An interesting paper finds a heavy-tailed (power law) distribution in IT project performance.

IT projects fall in to a similar category. Calculating the risk associated with an IT project using the average cost overrun is like creating building standards using the average size of earthquakes. Both are bound to be inadequate.

These dangers have yet to be fully appreciated, warn Flyvbjerg and Budzier. “IT projects are now so big, and they touch so many aspects of an organization, that they pose a singular new risk….They have sunk whole corporations. Even cities and nations are in peril.”

They point to the IT problems with Hong Kong’s new airport in the late 1990s, which reportedly cost the local economy some $600 million.

They conclude that it’s only a matter of time before something much more dramatic occurs. “It will be no surprise if a large, established company fails in the coming years because of an out-of-control IT project. In fact, the data suggest that one or more will,” predict Flyvbjerg and Budzier.

In a related paper, they identify the distribution of project outcomes:

We argue that these results show that project performance up to the first tipping point is politically motivated and project performance above the second tipping point indicates that project managers and decision – makers are fooled by random outliers, …

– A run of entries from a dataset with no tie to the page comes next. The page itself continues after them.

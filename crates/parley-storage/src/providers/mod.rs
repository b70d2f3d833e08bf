//! Object storage provider implementations.

pub mod local;
#[cfg(feature = "s3")]
pub mod s3;

pub use local::LocalObjectStore;
#[cfg(feature = "s3")]
pub use s3::S3ObjectStore;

I’m not sure I buy the detailed interpretation of the political (yellow) and performance (green) regions, but it’s really the right tail (orange) that’s of interest. The probability of becoming a black swan is 17%, with mean 197% cost increase, 68% schedule increase, and some outcomes much worse.

The paper discusses some generating mechanisms for power law distributions (highly optimized tolerance, preferential attachment, …). A simple recipe for power laws is to start with some benign variation or heterogeneity, and add positive feedback. Voila – power laws on one or both tails.

What I think is missing in the discussion is some model of how a project actually works. This of course has been a staple of SD for a long time. And SD shows that projects and project portfolios are chock full of positive feedback: the rework cycle, Brooks’ Law, congestion, dilution, burnout, despair.

It would be an interesting experiment to take an SD project or project portfolio model and run some sensitivity experiments to see what kind of tail you get in response to light-tailed inputs (normal or uniform).